>>

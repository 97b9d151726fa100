//! Card codec: composing and parsing board, thread, and post cards.
//!
//! A card is the entire text body of one transport message, framed
//! line-by-line:
//!
//! ```text
//! <type-tag>
//! <permanent-id>
//! parent:<parent-id>     (thread and post cards only)
//! <JSON payload>
//! ```
//!
//! The payload is always "all remaining lines joined by newline". It is
//! never split per field, so embedded newlines inside a JSON string (or a
//! pretty-printed payload from another client) parse the same way.
//!
//! Parsing is defensive throughout. The message stream interleaves cards
//! with arbitrary chat messages, so a wrong tag, too few lines, a malformed
//! `parent:` prefix, bad JSON, or a missing required payload field all
//! yield `None` ("not a card of this type") and never an error.

use serde::{Deserialize, Serialize};

use crate::constants::{BOARD_CARD_TAG, PARENT_LINE_PREFIX, POST_CARD_TAG, THREAD_CARD_TAG};
use crate::escape::{escape, unescape};

/// JSON payload of a board metadata card.
#[derive(Debug, Clone, PartialEq, Eq, Serialize, Deserialize)]
pub struct BoardPayload {
    /// Display title. Required; a payload without it is not a board card.
    pub title: String,
    /// Free-text description, empty when the creator provided none.
    #[serde(default)]
    pub description: String,
}

/// JSON payload of a thread metadata card.
#[derive(Debug, Clone, PartialEq, Eq, Serialize, Deserialize)]
pub struct ThreadPayload {
    /// Display title. Required.
    pub title: String,
}

/// JSON payload of a post card. `content` holds the *escaped* form; the
/// unescaped form is never persisted to the transport.
#[derive(Debug, Clone, PartialEq, Eq, Serialize, Deserialize)]
pub struct PostPayload {
    /// Escaped post body. Required.
    pub content: String,
}

/// A parsed board card: permanent ID plus payload fields.
#[derive(Debug, Clone, PartialEq, Eq)]
pub struct BoardCard {
    pub id: String,
    pub title: String,
    pub description: String,
}

/// A parsed thread card.
#[derive(Debug, Clone, PartialEq, Eq)]
pub struct ThreadCard {
    pub id: String,
    pub parent_board_id: String,
    pub title: String,
}

/// A parsed post card. `content` is already unescaped.
#[derive(Debug, Clone, PartialEq, Eq)]
pub struct PostCard {
    pub id: String,
    pub parent_thread_id: String,
    pub content: String,
}

/// Composes the message text of a board metadata card.
pub fn compose_board_card(id: &str, title: &str, description: &str) -> String {
    let payload = serde_json::json!({ "title": title, "description": description });
    format!("{BOARD_CARD_TAG}\n{id}\n{payload}")
}

/// Composes the message text of a thread metadata card.
pub fn compose_thread_card(id: &str, parent_board_id: &str, title: &str) -> String {
    let payload = serde_json::json!({ "title": title });
    format!("{THREAD_CARD_TAG}\n{id}\n{PARENT_LINE_PREFIX}{parent_board_id}\n{payload}")
}

/// Composes the message text of a post card.
///
/// The content is escaped here; [`parse_post_card`] is the only place that
/// undoes it.
pub fn compose_post_card(id: &str, parent_thread_id: &str, content: &str) -> String {
    let payload = serde_json::json!({ "content": escape(content) });
    format!("{POST_CARD_TAG}\n{id}\n{PARENT_LINE_PREFIX}{parent_thread_id}\n{payload}")
}

/// Parses a board metadata card, or returns `None` if the text is not one.
pub fn parse_board_card(text: &str) -> Option<BoardCard> {
    let lines: Vec<&str> = text.split('\n').collect();
    if lines.len() < 3 || lines[0] != BOARD_CARD_TAG {
        return None;
    }
    let id = lines[1].trim();
    let payload: BoardPayload = serde_json::from_str(&lines[2..].join("\n")).ok()?;
    Some(BoardCard {
        id: id.to_string(),
        title: payload.title,
        description: payload.description,
    })
}

/// Parses a thread metadata card, or returns `None` if the text is not one.
pub fn parse_thread_card(text: &str) -> Option<ThreadCard> {
    let lines: Vec<&str> = text.split('\n').collect();
    if lines.len() < 4 || lines[0] != THREAD_CARD_TAG {
        return None;
    }
    let id = lines[1].trim();
    let parent_board_id = lines[2].strip_prefix(PARENT_LINE_PREFIX)?.trim();
    let payload: ThreadPayload = serde_json::from_str(&lines[3..].join("\n")).ok()?;
    Some(ThreadCard {
        id: id.to_string(),
        parent_board_id: parent_board_id.to_string(),
        title: payload.title,
    })
}

/// Parses a post card, or returns `None` if the text is not one.
///
/// The returned `content` is unescaped and ready to render.
pub fn parse_post_card(text: &str) -> Option<PostCard> {
    let lines: Vec<&str> = text.split('\n').collect();
    if lines.len() < 4 || lines[0] != POST_CARD_TAG {
        return None;
    }
    let id = lines[1].trim();
    let parent_thread_id = lines[2].strip_prefix(PARENT_LINE_PREFIX)?.trim();
    let payload: PostPayload = serde_json::from_str(&lines[3..].join("\n")).ok()?;
    Some(PostCard {
        id: id.to_string(),
        parent_thread_id: parent_thread_id.to_string(),
        content: unescape(&payload.content),
    })
}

<<

▶ **Exercise goal**
Give back the whole listing above. Keep every character the same.

▶ **Solution to this task**
repository 97b9d151726fa100
//! Card codec: composing and parsing board, thread, and post cards.
//!
//! A card is the entire text body of one transport message, framed
//! line-by-line:
//!
//! ```text
//! <type-tag>
//! <permanent-id>
//! parent:<parent-id>     (thread and post cards only)
//! <JSON payload>
//! ```
//!
//! The payload is always "all remaining lines joined by newline". It is
//! never split per field, so embedded newlines inside a JSON string (or a
//! pretty-printed payload from another client) parse the same way.
//!
//! Parsing is defensive throughout. The message stream interleaves cards
//! with arbitrary chat messages, so a wrong tag, too few lines, a malformed
//! `parent:` prefix, bad JSON, or a missing required payload field all
//! yield `None` ("not a card of this type") and never an error.

use serde::{Deserialize, Serialize};

use crate::constants::{BOARD_CARD_TAG, PARENT_LINE_PREFIX, POST_CARD_TAG, THREAD_CARD_TAG};
use crate::escape::{escape, unescape};

/// JSON payload of a board metadata card.
#[derive(Debug, Clone, PartialEq, Eq, Serialize, Deserialize)]
pub struct BoardPayload {
    /// Display title. Required; a payload without it is not a board card.
    pub title: String,
    /// Free-text description, empty when the creator provided none.
    #[serde(default)]
    pub description: String,
}

/// JSON payload of a thread metadata card.
#[derive(Debug, Clone, PartialEq, Eq, Serialize, Deserialize)]
pub struct ThreadPayload {
    /// Display title. Required.
    pub title: String,
}

/// JSON payload of a post card. `content` holds the *escaped* form; the
/// unescaped form is never persisted to the transport.
#[derive(Debug, Clone, PartialEq, Eq, Serialize, Deserialize)]
pub struct PostPayload {
    /// Escaped post body. Required.
    pub content: String,
}

/// A parsed board card: permanent ID plus payload fields.
#[derive(Debug, Clone, PartialEq, Eq)]
pub struct BoardCard {
    pub id: String,
    pub title: String,
    pub description: String,
}

/// A parsed thread card.
#[derive(Debug, Clone, PartialEq, Eq)]
pub struct ThreadCard {
    pub id: String,
    pub parent_board_id: String,
    pub title: String,
}

/// A parsed post card. `content` is already unescaped.
#[derive(Debug, Clone, PartialEq, Eq)]
pub struct PostCard {
    pub id: String,
    pub parent_thread_id: String,
    pub content: String,
}

/// Composes the message text of a board metadata card.
pub fn compose_board_card(id: &str, title: &str, description: &str) -> String {
    let payload = serde_json::json!({ "title": title, "description": description });
    format!("{BOARD_CARD_TAG}\n{id}\n{payload}")
}

/// Composes the message text of a thread metadata card.
pub fn compose_thread_card(id: &str, parent_board_id: &str, title: &str) -> String {
    let payload = serde_json::json!({ "title": title });
    format!("{THREAD_CARD_TAG}\n{id}\n{PARENT_LINE_PREFIX}{parent_board_id}\n{payload}")
}

/// Composes the message text of a post card.
///
/// The content is escaped here; [`parse_post_card`] is the only place that
/// undoes it.
pub fn compose_post_card(id: &str, parent_thread_id: &str, content: &str) -> String {
    let payload = serde_json::json!({ "content": escape(content) });
    format!("{POST_CARD_TAG}\n{id}\n{PARENT_LINE_PREFIX}{parent_thread_id}\n{payload}")
}

/// Parses a board metadata card, or returns `None` if the text is not one.
pub fn parse_board_card(text: &str) -> Option<BoardCard> {
    let lines: Vec<&str> = text.split('\n').collect();
    if lines.len() < 3 || lines[0] != BOARD_CARD_TAG {
        return None;
    }
    let id = lines[1].trim();
    let payload: BoardPayload = serde_json::from_str(&lines[2..].join("\n")).ok()?;
    Some(BoardCard {
        id: id.to_string(),
        title: payload.title,
        description: payload.description,
    })
}

/// Parses a thread metadata card, or returns `None` if the text is not one.
pub fn parse_thread_card(text: &str) -> Option<ThreadCard> {
    let lines: Vec<&str> = text.split('\n').collect();
    if lines.len() < 4 || lines[0] != THREAD_CARD_TAG {
        return None;
    }
    let id = lines[1].trim();
    let parent_board_id = lines[2].strip_prefix(PARENT_LINE_PREFIX)?.trim();
    let payload: ThreadPayload = serde_json::from_str(&lines[3..].join("\n")).ok()?;
    Some(ThreadCard {
        id: id.to_string(),
        parent_board_id: parent_board_id.to_string(),
        title: payload.title,
    })
}

/// Parses a post card, or returns `None` if the text is not one.
///
/// The returned `content` is unescaped and ready to render.
pub fn parse_post_card(text: &str) -> Option<PostCard> {
    let lines: Vec<&str> = text.split('\n').collect();
    if lines.len() < 4 || lines[0] != POST_CARD_TAG {
        return None;
    }
    let id = lines[1].trim();
    let parent_thread_id = lines[2].strip_prefix(PARENT_LINE_PREFIX)?.trim();
    let payload: PostPayload = serde_json::from_str(&lines[3..].join("\n")).ok()?;
    Some(PostCard {
        id: id.to_string(),
        parent_thread_id: parent_thread_id.to_string(),
        content: unescape(&payload.content),
    })
}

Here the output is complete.